--- Instructions to follow ---
Using the records below, filter out every line that lacks "another" and copy the rest.

** Opening Record excerpts block **

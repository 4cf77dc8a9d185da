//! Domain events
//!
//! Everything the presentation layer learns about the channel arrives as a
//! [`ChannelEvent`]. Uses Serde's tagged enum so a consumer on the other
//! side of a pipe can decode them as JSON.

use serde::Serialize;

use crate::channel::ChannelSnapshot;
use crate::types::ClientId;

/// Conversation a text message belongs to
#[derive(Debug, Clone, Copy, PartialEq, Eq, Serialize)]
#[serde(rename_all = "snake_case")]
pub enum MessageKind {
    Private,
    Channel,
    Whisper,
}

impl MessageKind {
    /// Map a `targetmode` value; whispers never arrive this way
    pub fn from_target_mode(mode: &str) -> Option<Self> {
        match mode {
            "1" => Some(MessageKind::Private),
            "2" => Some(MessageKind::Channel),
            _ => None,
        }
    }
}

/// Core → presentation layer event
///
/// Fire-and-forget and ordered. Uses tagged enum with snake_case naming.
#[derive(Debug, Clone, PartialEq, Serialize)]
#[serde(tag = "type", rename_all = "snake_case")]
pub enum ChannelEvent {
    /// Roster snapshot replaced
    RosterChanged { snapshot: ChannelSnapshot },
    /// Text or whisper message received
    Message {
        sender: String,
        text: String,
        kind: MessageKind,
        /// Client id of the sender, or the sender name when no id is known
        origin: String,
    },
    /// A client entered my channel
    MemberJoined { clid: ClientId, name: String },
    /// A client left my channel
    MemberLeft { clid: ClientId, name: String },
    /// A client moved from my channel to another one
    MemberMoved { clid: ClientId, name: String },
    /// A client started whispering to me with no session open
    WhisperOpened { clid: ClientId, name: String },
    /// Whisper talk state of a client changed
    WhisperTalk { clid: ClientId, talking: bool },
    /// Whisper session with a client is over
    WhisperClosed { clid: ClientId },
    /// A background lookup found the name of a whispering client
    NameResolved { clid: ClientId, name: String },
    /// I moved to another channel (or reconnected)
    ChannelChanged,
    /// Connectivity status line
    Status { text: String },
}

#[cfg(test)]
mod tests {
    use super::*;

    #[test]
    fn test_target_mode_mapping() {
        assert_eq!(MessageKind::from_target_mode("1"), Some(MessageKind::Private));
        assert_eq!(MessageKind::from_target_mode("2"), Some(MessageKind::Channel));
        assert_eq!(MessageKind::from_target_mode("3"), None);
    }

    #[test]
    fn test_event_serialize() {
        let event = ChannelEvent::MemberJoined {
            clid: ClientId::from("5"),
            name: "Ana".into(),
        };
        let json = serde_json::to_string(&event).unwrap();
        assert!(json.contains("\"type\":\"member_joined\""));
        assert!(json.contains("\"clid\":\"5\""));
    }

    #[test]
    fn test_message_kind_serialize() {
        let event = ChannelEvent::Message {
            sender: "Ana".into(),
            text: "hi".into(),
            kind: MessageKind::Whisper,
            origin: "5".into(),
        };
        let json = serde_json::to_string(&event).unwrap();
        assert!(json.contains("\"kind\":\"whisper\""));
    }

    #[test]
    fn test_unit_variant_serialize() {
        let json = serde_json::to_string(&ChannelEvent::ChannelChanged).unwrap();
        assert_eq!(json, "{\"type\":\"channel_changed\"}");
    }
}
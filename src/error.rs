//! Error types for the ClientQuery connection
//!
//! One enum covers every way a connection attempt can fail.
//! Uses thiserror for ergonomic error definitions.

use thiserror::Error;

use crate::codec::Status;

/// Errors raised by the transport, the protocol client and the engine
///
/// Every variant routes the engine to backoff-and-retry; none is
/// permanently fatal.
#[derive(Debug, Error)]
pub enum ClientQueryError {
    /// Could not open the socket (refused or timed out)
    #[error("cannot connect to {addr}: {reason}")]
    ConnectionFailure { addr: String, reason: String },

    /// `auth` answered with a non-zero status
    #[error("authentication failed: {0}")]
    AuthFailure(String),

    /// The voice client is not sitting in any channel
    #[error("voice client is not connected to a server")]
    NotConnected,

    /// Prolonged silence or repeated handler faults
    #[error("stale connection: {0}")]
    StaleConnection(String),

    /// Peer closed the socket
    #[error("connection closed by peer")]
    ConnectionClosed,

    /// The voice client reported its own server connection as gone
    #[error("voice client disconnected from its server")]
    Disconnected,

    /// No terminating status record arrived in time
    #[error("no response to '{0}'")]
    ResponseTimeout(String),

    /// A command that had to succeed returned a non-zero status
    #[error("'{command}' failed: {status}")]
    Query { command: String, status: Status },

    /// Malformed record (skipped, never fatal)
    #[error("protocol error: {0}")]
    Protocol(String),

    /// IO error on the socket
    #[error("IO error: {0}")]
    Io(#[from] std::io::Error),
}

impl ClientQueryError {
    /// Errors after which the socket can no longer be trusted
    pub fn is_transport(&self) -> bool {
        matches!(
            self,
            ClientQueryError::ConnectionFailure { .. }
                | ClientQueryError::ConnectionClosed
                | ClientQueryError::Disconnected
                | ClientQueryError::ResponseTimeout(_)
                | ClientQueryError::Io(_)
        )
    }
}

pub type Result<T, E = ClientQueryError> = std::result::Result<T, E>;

** Closing Record excerpts block **
** Opening Record excerpts block **

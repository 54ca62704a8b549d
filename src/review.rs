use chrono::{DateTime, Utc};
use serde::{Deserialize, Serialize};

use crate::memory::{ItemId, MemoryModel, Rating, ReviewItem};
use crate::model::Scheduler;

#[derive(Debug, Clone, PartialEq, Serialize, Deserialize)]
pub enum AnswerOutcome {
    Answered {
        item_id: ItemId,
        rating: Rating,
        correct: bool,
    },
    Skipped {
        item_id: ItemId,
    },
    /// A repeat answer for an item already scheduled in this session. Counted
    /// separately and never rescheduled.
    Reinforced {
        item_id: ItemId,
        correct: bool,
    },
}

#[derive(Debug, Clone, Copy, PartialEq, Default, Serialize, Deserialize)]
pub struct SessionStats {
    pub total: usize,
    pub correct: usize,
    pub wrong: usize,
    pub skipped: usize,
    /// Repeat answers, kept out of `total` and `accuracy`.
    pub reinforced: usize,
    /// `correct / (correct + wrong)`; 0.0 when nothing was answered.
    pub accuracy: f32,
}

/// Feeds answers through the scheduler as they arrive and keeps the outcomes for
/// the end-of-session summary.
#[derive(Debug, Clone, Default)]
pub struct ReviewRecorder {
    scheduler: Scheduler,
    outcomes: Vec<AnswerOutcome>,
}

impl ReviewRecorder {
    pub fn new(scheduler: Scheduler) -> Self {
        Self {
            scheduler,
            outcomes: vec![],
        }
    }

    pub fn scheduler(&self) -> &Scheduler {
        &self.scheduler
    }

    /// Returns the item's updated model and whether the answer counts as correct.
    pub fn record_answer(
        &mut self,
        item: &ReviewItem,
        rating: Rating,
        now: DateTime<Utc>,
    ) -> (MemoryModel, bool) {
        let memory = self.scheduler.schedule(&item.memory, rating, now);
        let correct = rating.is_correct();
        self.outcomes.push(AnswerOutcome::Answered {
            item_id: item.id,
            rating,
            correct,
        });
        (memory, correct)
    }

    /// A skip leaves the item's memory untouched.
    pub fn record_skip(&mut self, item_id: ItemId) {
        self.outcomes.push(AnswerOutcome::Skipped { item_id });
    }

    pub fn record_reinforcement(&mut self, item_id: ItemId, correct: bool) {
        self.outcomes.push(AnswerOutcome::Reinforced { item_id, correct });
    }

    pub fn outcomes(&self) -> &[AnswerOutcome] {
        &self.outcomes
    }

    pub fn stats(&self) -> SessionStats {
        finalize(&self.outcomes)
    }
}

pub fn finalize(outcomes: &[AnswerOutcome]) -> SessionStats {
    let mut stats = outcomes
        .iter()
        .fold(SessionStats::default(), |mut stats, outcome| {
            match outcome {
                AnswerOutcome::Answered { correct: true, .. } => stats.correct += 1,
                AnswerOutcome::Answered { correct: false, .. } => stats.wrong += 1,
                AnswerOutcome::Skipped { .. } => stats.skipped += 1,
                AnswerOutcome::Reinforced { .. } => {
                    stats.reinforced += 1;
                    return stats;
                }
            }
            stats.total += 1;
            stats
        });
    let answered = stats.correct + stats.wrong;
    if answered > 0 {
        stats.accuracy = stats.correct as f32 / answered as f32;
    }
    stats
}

** Closing Record excerpts block **
** Opening Record excerpts block **

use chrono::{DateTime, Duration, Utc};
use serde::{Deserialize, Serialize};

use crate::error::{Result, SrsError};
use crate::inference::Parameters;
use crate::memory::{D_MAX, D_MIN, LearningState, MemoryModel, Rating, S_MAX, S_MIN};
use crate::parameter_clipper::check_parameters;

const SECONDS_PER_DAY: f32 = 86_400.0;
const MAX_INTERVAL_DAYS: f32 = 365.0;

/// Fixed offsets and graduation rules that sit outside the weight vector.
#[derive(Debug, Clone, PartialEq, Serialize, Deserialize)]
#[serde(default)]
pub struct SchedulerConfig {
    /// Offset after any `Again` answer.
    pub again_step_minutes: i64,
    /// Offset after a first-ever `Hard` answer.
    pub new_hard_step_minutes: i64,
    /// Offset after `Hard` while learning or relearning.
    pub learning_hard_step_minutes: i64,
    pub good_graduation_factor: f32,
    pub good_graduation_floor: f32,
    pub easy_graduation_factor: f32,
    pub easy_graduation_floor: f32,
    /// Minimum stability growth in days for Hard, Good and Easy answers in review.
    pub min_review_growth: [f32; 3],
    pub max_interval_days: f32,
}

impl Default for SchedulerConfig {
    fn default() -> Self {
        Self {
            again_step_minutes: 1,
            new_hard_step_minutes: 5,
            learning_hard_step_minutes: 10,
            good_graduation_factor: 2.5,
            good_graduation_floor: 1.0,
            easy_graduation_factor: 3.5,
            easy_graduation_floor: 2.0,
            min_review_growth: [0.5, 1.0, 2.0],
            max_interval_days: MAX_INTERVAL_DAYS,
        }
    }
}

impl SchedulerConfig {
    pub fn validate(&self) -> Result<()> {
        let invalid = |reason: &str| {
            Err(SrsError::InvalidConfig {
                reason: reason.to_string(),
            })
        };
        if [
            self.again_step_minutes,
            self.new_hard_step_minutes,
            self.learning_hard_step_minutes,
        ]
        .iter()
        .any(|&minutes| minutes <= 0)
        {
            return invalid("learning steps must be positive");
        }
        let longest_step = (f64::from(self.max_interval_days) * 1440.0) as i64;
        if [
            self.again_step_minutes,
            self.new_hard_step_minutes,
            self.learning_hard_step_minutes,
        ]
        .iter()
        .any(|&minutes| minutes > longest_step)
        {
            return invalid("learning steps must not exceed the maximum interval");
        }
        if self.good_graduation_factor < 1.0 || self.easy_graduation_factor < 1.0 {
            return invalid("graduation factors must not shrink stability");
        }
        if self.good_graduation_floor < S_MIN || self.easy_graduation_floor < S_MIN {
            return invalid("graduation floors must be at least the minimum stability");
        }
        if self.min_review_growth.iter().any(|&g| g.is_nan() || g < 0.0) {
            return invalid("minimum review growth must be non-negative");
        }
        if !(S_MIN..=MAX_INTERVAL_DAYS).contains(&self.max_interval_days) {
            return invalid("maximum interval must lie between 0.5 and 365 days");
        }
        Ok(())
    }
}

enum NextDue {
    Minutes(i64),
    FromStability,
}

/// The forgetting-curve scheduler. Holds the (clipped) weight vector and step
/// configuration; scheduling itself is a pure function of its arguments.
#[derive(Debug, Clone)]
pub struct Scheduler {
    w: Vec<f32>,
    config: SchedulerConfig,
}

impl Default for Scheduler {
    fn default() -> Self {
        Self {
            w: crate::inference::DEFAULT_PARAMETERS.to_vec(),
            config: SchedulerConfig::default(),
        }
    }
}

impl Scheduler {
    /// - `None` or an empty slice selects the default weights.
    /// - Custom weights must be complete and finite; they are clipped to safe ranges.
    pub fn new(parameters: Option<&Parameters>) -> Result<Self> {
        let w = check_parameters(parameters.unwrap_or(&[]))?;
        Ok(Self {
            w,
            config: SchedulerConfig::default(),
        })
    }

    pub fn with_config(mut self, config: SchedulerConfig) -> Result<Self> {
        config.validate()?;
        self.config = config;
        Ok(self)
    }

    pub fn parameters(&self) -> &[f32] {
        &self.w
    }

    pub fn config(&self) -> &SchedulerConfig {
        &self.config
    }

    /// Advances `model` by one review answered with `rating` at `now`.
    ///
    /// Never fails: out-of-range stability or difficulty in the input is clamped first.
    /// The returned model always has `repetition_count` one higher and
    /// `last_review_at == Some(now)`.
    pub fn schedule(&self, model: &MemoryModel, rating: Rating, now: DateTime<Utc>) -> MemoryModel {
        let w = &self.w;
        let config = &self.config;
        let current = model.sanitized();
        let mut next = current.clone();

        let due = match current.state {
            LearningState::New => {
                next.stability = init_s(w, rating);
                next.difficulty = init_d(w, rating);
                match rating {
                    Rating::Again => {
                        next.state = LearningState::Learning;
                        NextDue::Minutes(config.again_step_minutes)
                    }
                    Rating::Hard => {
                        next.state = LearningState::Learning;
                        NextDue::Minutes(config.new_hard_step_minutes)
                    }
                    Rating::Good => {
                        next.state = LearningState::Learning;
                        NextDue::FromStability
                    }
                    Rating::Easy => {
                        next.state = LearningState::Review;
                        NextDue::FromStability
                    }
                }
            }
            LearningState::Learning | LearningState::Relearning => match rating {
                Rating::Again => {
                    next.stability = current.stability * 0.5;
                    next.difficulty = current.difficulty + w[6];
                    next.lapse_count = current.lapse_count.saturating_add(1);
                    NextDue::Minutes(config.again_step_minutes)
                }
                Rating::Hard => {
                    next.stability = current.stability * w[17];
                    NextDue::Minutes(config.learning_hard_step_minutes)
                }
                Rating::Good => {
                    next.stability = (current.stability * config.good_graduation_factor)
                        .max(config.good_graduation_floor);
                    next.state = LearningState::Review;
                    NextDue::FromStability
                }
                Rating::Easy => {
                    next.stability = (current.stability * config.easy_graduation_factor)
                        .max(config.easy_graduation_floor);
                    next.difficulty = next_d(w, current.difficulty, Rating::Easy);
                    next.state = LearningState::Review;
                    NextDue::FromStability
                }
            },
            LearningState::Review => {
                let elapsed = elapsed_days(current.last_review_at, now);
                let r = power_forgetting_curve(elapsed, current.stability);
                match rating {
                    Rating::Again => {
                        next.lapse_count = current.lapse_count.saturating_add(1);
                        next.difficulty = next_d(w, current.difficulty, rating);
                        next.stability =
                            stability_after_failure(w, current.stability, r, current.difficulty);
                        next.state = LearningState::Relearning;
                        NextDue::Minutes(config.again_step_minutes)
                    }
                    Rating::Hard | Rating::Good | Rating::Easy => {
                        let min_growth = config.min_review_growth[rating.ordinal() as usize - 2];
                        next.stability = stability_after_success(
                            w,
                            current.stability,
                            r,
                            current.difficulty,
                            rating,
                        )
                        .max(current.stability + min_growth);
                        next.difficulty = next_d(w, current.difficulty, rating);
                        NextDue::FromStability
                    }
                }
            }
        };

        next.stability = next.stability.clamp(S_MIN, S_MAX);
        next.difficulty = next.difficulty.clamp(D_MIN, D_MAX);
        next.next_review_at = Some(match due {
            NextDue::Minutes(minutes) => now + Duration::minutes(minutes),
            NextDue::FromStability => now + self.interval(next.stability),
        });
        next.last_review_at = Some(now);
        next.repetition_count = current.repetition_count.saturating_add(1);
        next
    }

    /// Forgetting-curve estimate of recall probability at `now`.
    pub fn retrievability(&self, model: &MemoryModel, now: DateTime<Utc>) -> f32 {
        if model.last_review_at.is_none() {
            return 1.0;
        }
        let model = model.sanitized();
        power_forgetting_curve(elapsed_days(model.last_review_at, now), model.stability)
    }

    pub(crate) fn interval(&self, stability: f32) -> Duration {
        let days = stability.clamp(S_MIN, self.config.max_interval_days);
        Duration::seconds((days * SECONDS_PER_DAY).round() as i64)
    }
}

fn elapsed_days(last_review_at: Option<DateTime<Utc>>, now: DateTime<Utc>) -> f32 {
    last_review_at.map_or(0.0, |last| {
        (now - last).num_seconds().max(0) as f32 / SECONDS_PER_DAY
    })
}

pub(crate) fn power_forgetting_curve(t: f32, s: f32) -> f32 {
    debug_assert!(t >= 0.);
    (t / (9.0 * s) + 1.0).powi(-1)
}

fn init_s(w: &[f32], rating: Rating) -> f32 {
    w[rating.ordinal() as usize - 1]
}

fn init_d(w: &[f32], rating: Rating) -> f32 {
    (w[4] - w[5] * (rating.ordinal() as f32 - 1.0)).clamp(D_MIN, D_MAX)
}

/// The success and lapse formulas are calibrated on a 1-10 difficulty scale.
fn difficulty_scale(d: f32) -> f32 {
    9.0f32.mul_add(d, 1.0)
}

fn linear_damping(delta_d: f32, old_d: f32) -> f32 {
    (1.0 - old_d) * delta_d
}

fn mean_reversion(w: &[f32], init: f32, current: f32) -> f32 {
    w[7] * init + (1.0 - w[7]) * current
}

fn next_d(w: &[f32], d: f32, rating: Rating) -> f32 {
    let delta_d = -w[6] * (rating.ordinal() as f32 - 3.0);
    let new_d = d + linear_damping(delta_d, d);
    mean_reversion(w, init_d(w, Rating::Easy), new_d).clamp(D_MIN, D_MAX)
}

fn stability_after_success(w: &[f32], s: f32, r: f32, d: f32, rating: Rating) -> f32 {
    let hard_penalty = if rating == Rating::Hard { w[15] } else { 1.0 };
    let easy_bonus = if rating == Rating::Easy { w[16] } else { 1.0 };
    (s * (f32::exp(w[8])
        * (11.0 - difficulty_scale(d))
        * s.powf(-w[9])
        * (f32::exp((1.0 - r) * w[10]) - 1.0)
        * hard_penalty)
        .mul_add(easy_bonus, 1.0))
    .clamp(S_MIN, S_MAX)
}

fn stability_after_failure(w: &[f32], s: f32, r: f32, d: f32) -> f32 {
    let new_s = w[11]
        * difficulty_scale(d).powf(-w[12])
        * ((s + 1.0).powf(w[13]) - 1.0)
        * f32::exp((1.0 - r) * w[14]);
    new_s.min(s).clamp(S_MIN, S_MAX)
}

** Closing Record excerpts block **

--- Exercise solution ---
    /// A client moved from my channel to another one
    /// I moved to another channel (or reconnected)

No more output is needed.